▶ _Record set_
+ + + +

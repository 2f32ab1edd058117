//! Configuration for medresearch.
//!
//! Settings are loaded with priority: env var > config.toml > default.
//! Secrets come from the environment only (see `bootstrap`), contract
//! addresses fall back to visible placeholders when absent.

pub(crate) mod helpers;

use std::path::Path;
use std::str::FromStr;
use std::time::Duration;

use alloy_primitives::Address;
use secrecy::SecretString;

use crate::error::ConfigError;
use crate::settings::Settings;

use self::helpers::{normalize_variant, optional_env, parse_env_or, positive_millis};

pub const IDENTITY_CONTRACT_PLACEHOLDER: &str = "YOUR_CARV_ID_NFT_CONTRACT_ADDRESS";
pub const RESEARCH_RESULTS_CONTRACT_PLACEHOLDER: &str =
    "YOUR_MEDICAL_RESEARCH_RESULTS_CONTRACT_ADDRESS";
const DEFAULT_WALLET_RPC_URL: &str = "http://127.0.0.1:8545";
const DEFAULT_METADATA_BASE_URI: &str = "https://example.com/carv-id";
const DEFAULT_GEMINI_BASE_URL: &str = "https://generativelanguage.googleapis.com";
const DEFAULT_GEMINI_MODEL: &str = "gemini-2.0-flash";
const DEFAULT_DATA_API_BASE_URL: &str = "https://interface.carv.io/ai-agent-backend";

/// Main configuration for the application.
#[derive(Debug, Clone)]
pub struct Config {
    pub wallet: WalletConfig,
    pub contracts: ContractsConfig,
    pub assist: AssistConfig,
    pub data: DataConfig,
}

#[derive(Debug, Clone, Copy, PartialEq, Eq)]
pub enum WalletBackend {
    /// JSON-RPC endpoint of a wallet or dev node holding unlocked accounts.
    Rpc,
    /// In-process development wallet; transactions confirm immediately.
    Memory,
    /// No wallet installed.
    None,
}

impl WalletBackend {
    fn parse(value: &str, key: &str) -> Result<Self, ConfigError> {
        match normalize_variant(value).as_str() {
            "rpc" | "json_rpc" => Ok(Self::Rpc),
            "memory" | "dev" => Ok(Self::Memory),
            "none" | "off" => Ok(Self::None),
            _ => Err(ConfigError::InvalidValue {
                key: key.to_string(),
                message: format!("expected 'rpc', 'memory' or 'none', got '{value}'"),
            }),
        }
    }
}

#[derive(Debug, Clone)]
pub struct WalletConfig {
    pub backend: WalletBackend,
    pub rpc_url: String,
    pub poll_interval: Duration,
}

impl WalletConfig {
    pub(crate) fn resolve(settings: &Settings) -> Result<Self, ConfigError> {
        let backend = WalletBackend::parse(
            &optional_env("WALLET_BACKEND")?
                .or_else(|| settings.wallet.backend.clone())
                .unwrap_or_else(|| "rpc".to_string()),
            "WALLET_BACKEND",
        )?;

        let rpc_url = optional_env("WALLET_RPC_URL")?
            .or_else(|| settings.wallet.rpc_url.clone())
            .unwrap_or_else(|| DEFAULT_WALLET_RPC_URL.to_string());
        if backend == WalletBackend::Rpc {
            url::Url::parse(&rpc_url).map_err(|e| ConfigError::InvalidValue {
                key: "WALLET_RPC_URL".to_string(),
                message: format!("invalid URL '{rpc_url}': {e}"),
            })?;
        }

        let poll_interval = positive_millis(
            "WALLET_POLL_INTERVAL_MS",
            settings.wallet.poll_interval_ms,
            1_000,
        )?;

        Ok(Self {
            backend,
            rpc_url,
            poll_interval,
        })
    }
}

/// Where a contract lives, or the placeholder standing in for it.
#[derive(Debug, Clone, PartialEq, Eq)]
pub enum ContractTarget {
    Deployed(Address),
    Placeholder(String),
}

impl ContractTarget {
    /// Anything that looks like a hex address must parse as one; any other
    /// value is kept as a placeholder so calls fail with a clear message.
    fn parse(raw: &str, key: &str) -> Result<Self, ConfigError> {
        let trimmed = raw.trim();
        if trimmed.starts_with("0x") || trimmed.starts_with("0X") {
            let address = Address::from_str(trimmed).map_err(|e| ConfigError::InvalidValue {
                key: key.to_string(),
                message: format!("invalid address '{trimmed}': {e}"),
            })?;
            return Ok(Self::Deployed(address));
        }
        Ok(Self::Placeholder(trimmed.to_string()))
    }

    pub fn address(&self) -> Option<Address> {
        match self {
            Self::Deployed(address) => Some(*address),
            Self::Placeholder(_) => None,
        }
    }
}

impl std::fmt::Display for ContractTarget {
    fn fmt(&self, f: &mut std::fmt::Formatter<'_>) -> std::fmt::Result {
        match self {
            Self::Deployed(address) => write!(f, "{address}"),
            Self::Placeholder(placeholder) => write!(f, "{placeholder} (placeholder)"),
        }
    }
}

#[derive(Debug, Clone)]
pub struct ContractsConfig {
    pub identity: ContractTarget,
    pub research_results: ContractTarget,
    pub metadata_base_uri: String,
    pub confirmation_poll_interval: Duration,
    pub confirmation_timeout: Duration,
}

impl ContractsConfig {
    pub(crate) fn resolve(settings: &Settings) -> Result<Self, ConfigError> {
        let identity = ContractTarget::parse(
            &optional_env("IDENTITY_CONTRACT_ADDRESS")?
                .or_else(|| settings.contracts.identity_address.clone())
                .unwrap_or_else(|| IDENTITY_CONTRACT_PLACEHOLDER.to_string()),
            "IDENTITY_CONTRACT_ADDRESS",
        )?;
        let research_results = ContractTarget::parse(
            &optional_env("RESEARCH_RESULTS_CONTRACT_ADDRESS")?
                .or_else(|| settings.contracts.research_results_address.clone())
                .unwrap_or_else(|| RESEARCH_RESULTS_CONTRACT_PLACEHOLDER.to_string()),
            "RESEARCH_RESULTS_CONTRACT_ADDRESS",
        )?;

        let metadata_base_uri = optional_env("IDENTITY_METADATA_BASE_URI")?
            .or_else(|| settings.contracts.metadata_base_uri.clone())
            .unwrap_or_else(|| DEFAULT_METADATA_BASE_URI.to_string())
            .trim_end_matches('/')
            .to_string();

        let confirmation_poll_interval = positive_millis(
            "CONFIRMATION_POLL_INTERVAL_MS",
            settings.contracts.confirmation_poll_interval_ms,
            1_000,
        )?;
        let timeout_secs: u64 = parse_env_or(
            "CONFIRMATION_TIMEOUT_SECS",
            settings.contracts.confirmation_timeout_secs,
            120,
        )?;
        if timeout_secs == 0 {
            return Err(ConfigError::InvalidValue {
                key: "CONFIRMATION_TIMEOUT_SECS".to_string(),
                message: "must be > 0".to_string(),
            });
        }

        Ok(Self {
            identity,
            research_results,
            metadata_base_uri,
            confirmation_poll_interval,
            confirmation_timeout: Duration::from_secs(timeout_secs),
        })
    }
}

#[derive(Debug, Clone)]
pub struct AssistConfig {
    /// Passed as the `key` query parameter. Empty is allowed (keyless proxies).
    pub api_key: SecretString,
    pub base_url: String,
    pub model: String,
}

impl AssistConfig {
    pub(crate) fn resolve(settings: &Settings) -> Result<Self, ConfigError> {
        let api_key = SecretString::from(optional_env("GEMINI_API_KEY")?.unwrap_or_default());
        let base_url = optional_env("GEMINI_BASE_URL")?
            .or_else(|| settings.assist.base_url.clone())
            .unwrap_or_else(|| DEFAULT_GEMINI_BASE_URL.to_string())
            .trim_end_matches('/')
            .to_string();
        url::Url::parse(&base_url).map_err(|e| ConfigError::InvalidValue {
            key: "GEMINI_BASE_URL".to_string(),
            message: format!("invalid URL '{base_url}': {e}"),
        })?;
        let model = optional_env("GEMINI_MODEL")?
            .or_else(|| settings.assist.model.clone())
            .unwrap_or_else(|| DEFAULT_GEMINI_MODEL.to_string());

        Ok(Self {
            api_key,
            base_url,
            model,
        })
    }
}

#[derive(Debug, Clone)]
pub struct DataConfig {
    pub api_key: Option<SecretString>,
    pub api_base_url: String,
}

impl DataConfig {
    pub(crate) fn resolve(settings: &Settings) -> Result<Self, ConfigError> {
        Ok(Self {
            api_key: optional_env("DATA_API_KEY")?.map(SecretString::from),
            api_base_url: optional_env("DATA_API_BASE_URL")?
                .or_else(|| settings.data.api_base_url.clone())
                .unwrap_or_else(|| DEFAULT_DATA_API_BASE_URL.to_string())
                .trim_end_matches('/')
                .to_string(),
        })
    }
}

impl Config {
    /// Load configuration from env files, the TOML file and the environment.
    ///
    /// An explicit `toml_path` must exist; the default path may be absent.
    pub fn from_env(toml_path: Option<&Path>) -> Result<Self, ConfigError> {
        crate::bootstrap::load_env_files();
        let settings = Self::load_settings(toml_path)?;
        Self::resolve(&settings)
    }

    fn load_settings(explicit_path: Option<&Path>) -> Result<Settings, ConfigError> {
        let path = explicit_path
            .map(Path::to_path_buf)
            .unwrap_or_else(Settings::default_toml_path);

        match Settings::load_toml(&path) {
            Ok(Some(settings)) => {
                tracing::debug!("Loaded TOML config from {}", path.display());
                Ok(settings)
            }
            Ok(None) => {
                if explicit_path.is_some() {
                    return Err(ConfigError::ParseError(format!(
                        "Config file not found: {}",
                        path.display()
                    )));
                }
                Ok(Settings::default())
            }
            Err(e) => {
                if explicit_path.is_some() {
                    return Err(ConfigError::ParseError(e));
                }
                tracing::warn!("Failed to load default config file: {}", e);
                Ok(Settings::default())
            }
        }
    }

    /// Build config from already-loaded settings.
    pub fn resolve(settings: &Settings) -> Result<Self, ConfigError> {
        Ok(Self {
            wallet: WalletConfig::resolve(settings)?,
            contracts: ContractsConfig::resolve(settings)?,
            assist: AssistConfig::resolve(settings)?,
            data: DataConfig::resolve(settings)?,
        })
    }
}

#[cfg(test)]
mod tests {
    use super::*;
    use secrecy::ExposeSecret;
    use std::sync::Mutex;

    static ENV_MUTEX: Mutex<()> = Mutex::new(());

    const KEYS: &[&str] = &[
        "WALLET_BACKEND",
        "WALLET_RPC_URL",
        "WALLET_POLL_INTERVAL_MS",
        "IDENTITY_CONTRACT_ADDRESS",
        "RESEARCH_RESULTS_CONTRACT_ADDRESS",
        "IDENTITY_METADATA_BASE_URI",
        "CONFIRMATION_POLL_INTERVAL_MS",
        "CONFIRMATION_TIMEOUT_SECS",
        "GEMINI_API_KEY",
        "GEMINI_BASE_URL",
        "GEMINI_MODEL",
        "DATA_API_KEY",
        "DATA_API_BASE_URL",
    ];

    fn clear_env() {
        // SAFETY: Guarded by ENV_MUTEX in tests.
        unsafe {
            for key in KEYS {
                std::env::remove_var(key);
            }
        }
    }

    #[test]
    fn resolves_placeholder_defaults() {
        let _guard = ENV_MUTEX.lock().expect("env mutex poisoned");
        clear_env();

        let config = Config::resolve(&Settings::default()).expect("resolve");
        assert_eq!(config.wallet.backend, WalletBackend::Rpc);
        assert_eq!(config.wallet.rpc_url, "http://127.0.0.1:8545");
        assert_eq!(config.wallet.poll_interval, Duration::from_secs(1));
        assert_eq!(
            config.contracts.identity,
            ContractTarget::Placeholder(IDENTITY_CONTRACT_PLACEHOLDER.to_string())
        );
        assert!(config.contracts.research_results.address().is_none());
        assert_eq!(config.contracts.metadata_base_uri, "https://example.com/carv-id");
        assert_eq!(config.contracts.confirmation_timeout, Duration::from_secs(120));
        assert_eq!(config.assist.model, "gemini-2.0-flash");
        assert_eq!(config.assist.api_key.expose_secret(), "");
        assert!(config.data.api_key.is_none());
    }

    #[test]
    fn env_overrides_settings() {
        let _guard = ENV_MUTEX.lock().expect("env mutex poisoned");
        clear_env();

        // SAFETY: Guarded by ENV_MUTEX in tests.
        unsafe {
            std::env::set_var("WALLET_BACKEND", "memory");
            std::env::set_var(
                "IDENTITY_CONTRACT_ADDRESS",
                "0x5FbDB2315678afecb367f032d93F642f64180aa3",
            );
            std::env::set_var("GEMINI_MODEL", "gemini-test");
        }

        let mut settings = Settings::default();
        settings.wallet.backend = Some("rpc".to_string());
        settings.assist.model = Some("from-file".to_string());
        settings.contracts.metadata_base_uri = Some("https://meta.example/ids/".to_string());

        let config = Config::resolve(&settings).expect("resolve");
        assert_eq!(config.wallet.backend, WalletBackend::Memory);
        assert!(matches!(config.contracts.identity, ContractTarget::Deployed(_)));
        assert_eq!(config.assist.model, "gemini-test");
        assert_eq!(config.contracts.metadata_base_uri, "https://meta.example/ids");

        clear_env();
    }

    #[test]
    fn rejects_malformed_hex_address() {
        let _guard = ENV_MUTEX.lock().expect("env mutex poisoned");
        clear_env();

        // SAFETY: Guarded by ENV_MUTEX in tests.
        unsafe {
            std::env::set_var("RESEARCH_RESULTS_CONTRACT_ADDRESS", "0x1234");
        }

        let err = Config::resolve(&Settings::default()).unwrap_err();
        match err {
            ConfigError::InvalidValue { key, .. } => {
                assert_eq!(key, "RESEARCH_RESULTS_CONTRACT_ADDRESS")
            }
            other => panic!("unexpected error: {other}"),
        }

        clear_env();
    }

    #[test]
    fn rejects_zero_intervals_and_unknown_backend() {
        let _guard = ENV_MUTEX.lock().expect("env mutex poisoned");
        clear_env();

        // SAFETY: Guarded by ENV_MUTEX in tests.
        unsafe {
            std::env::set_var("WALLET_POLL_INTERVAL_MS", "0");
        }
        let err = Config::resolve(&Settings::default()).unwrap_err();
        assert!(err.to_string().contains("WALLET_POLL_INTERVAL_MS"));

        clear_env();
        // SAFETY: Guarded by ENV_MUTEX in tests.
        unsafe {
            std::env::set_var("WALLET_BACKEND", "hardware");
        }
        let err = Config::resolve(&Settings::default()).unwrap_err();
        assert!(err.to_string().contains("WALLET_BACKEND"));

        clear_env();
    }
}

+ + + +

▶ _Exercise aim_
Take the listing above from its first line through the line containing "placeholders when absent.", and transcribe that stretch exactly, with no other lines.

▶ _Task solution_
repository 2f32ab1edd058117
//! Configuration for medresearch.
//!
//! Settings are loaded with priority: env var > config.toml > default.
//! Secrets come from the environment only (see `bootstrap`), contract
//! addresses fall back to visible placeholders when absent.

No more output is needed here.